Records from a data collection:
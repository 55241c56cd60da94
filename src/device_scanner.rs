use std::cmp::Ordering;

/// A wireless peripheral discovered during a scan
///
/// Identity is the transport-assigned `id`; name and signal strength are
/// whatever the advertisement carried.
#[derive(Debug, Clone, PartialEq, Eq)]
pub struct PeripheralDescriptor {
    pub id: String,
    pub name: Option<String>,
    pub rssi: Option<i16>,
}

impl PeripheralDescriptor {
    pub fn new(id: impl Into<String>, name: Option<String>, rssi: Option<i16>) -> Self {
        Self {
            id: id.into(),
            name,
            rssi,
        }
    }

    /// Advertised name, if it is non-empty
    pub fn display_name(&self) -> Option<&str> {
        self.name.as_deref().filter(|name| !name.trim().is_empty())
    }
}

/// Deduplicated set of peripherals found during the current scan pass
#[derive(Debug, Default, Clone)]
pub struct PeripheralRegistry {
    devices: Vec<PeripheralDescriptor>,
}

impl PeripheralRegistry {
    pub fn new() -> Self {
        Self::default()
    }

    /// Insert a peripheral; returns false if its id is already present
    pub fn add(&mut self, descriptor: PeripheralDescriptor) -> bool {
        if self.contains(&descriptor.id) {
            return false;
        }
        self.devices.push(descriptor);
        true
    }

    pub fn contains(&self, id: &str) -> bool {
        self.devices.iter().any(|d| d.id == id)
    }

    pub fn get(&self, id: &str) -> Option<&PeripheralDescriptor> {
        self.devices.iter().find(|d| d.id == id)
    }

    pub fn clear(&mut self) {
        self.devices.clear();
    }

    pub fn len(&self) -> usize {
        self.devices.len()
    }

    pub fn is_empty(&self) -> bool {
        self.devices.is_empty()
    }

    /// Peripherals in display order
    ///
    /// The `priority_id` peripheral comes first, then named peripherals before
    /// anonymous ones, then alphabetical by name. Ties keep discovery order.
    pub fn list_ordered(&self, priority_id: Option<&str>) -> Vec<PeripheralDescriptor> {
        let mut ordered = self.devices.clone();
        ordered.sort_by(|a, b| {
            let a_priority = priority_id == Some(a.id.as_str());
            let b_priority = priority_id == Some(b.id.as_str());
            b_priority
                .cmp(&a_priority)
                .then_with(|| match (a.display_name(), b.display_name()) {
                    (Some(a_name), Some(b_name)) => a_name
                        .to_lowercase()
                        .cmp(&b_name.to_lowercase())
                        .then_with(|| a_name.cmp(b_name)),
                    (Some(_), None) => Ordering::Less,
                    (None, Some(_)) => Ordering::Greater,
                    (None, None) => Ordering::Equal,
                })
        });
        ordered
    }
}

EXERCISE BRIEF: Return only those lines that run from the one containing "it is non-empty" through the end of the entries, keeping each exactly as written.

ANSWER TO THIS TASK:
    /// Advertised name, if it is non-empty
    pub fn display_name(&self) -> Option<&str> {
        self.name.as_deref().filter(|name| !name.trim().is_empty())
    }
}

/// Deduplicated set of peripherals found during the current scan pass
#[derive(Debug, Default, Clone)]
pub struct PeripheralRegistry {
    devices: Vec<PeripheralDescriptor>,
}

impl PeripheralRegistry {
    pub fn new() -> Self {
        Self::default()
    }

    /// Insert a peripheral; returns false if its id is already present
    pub fn add(&mut self, descriptor: PeripheralDescriptor) -> bool {
        if self.contains(&descriptor.id) {
            return false;
        }
        self.devices.push(descriptor);
        true
    }

    pub fn contains(&self, id: &str) -> bool {
        self.devices.iter().any(|d| d.id == id)
    }

    pub fn get(&self, id: &str) -> Option<&PeripheralDescriptor> {
        self.devices.iter().find(|d| d.id == id)
    }

    pub fn clear(&mut self) {
        self.devices.clear();
    }

    pub fn len(&self) -> usize {
        self.devices.len()
    }

    pub fn is_empty(&self) -> bool {
        self.devices.is_empty()
    }

    /// Peripherals in display order
    ///
    /// The `priority_id` peripheral comes first, then named peripherals before
    /// anonymous ones, then alphabetical by name. Ties keep discovery order.
    pub fn list_ordered(&self, priority_id: Option<&str>) -> Vec<PeripheralDescriptor> {
        let mut ordered = self.devices.clone();
        ordered.sort_by(|a, b| {
            let a_priority = priority_id == Some(a.id.as_str());
            let b_priority = priority_id == Some(b.id.as_str());
            b_priority
                .cmp(&a_priority)
                .then_with(|| match (a.display_name(), b.display_name()) {
                    (Some(a_name), Some(b_name)) => a_name
                        .to_lowercase()
                        .cmp(&b_name.to_lowercase())
                        .then_with(|| a_name.cmp(b_name)),
                    (Some(_), None) => Ordering::Less,
                    (None, Some(_)) => Ordering::Greater,
                    (None, None) => Ordering::Equal,
                })
        });
        ordered
    }
}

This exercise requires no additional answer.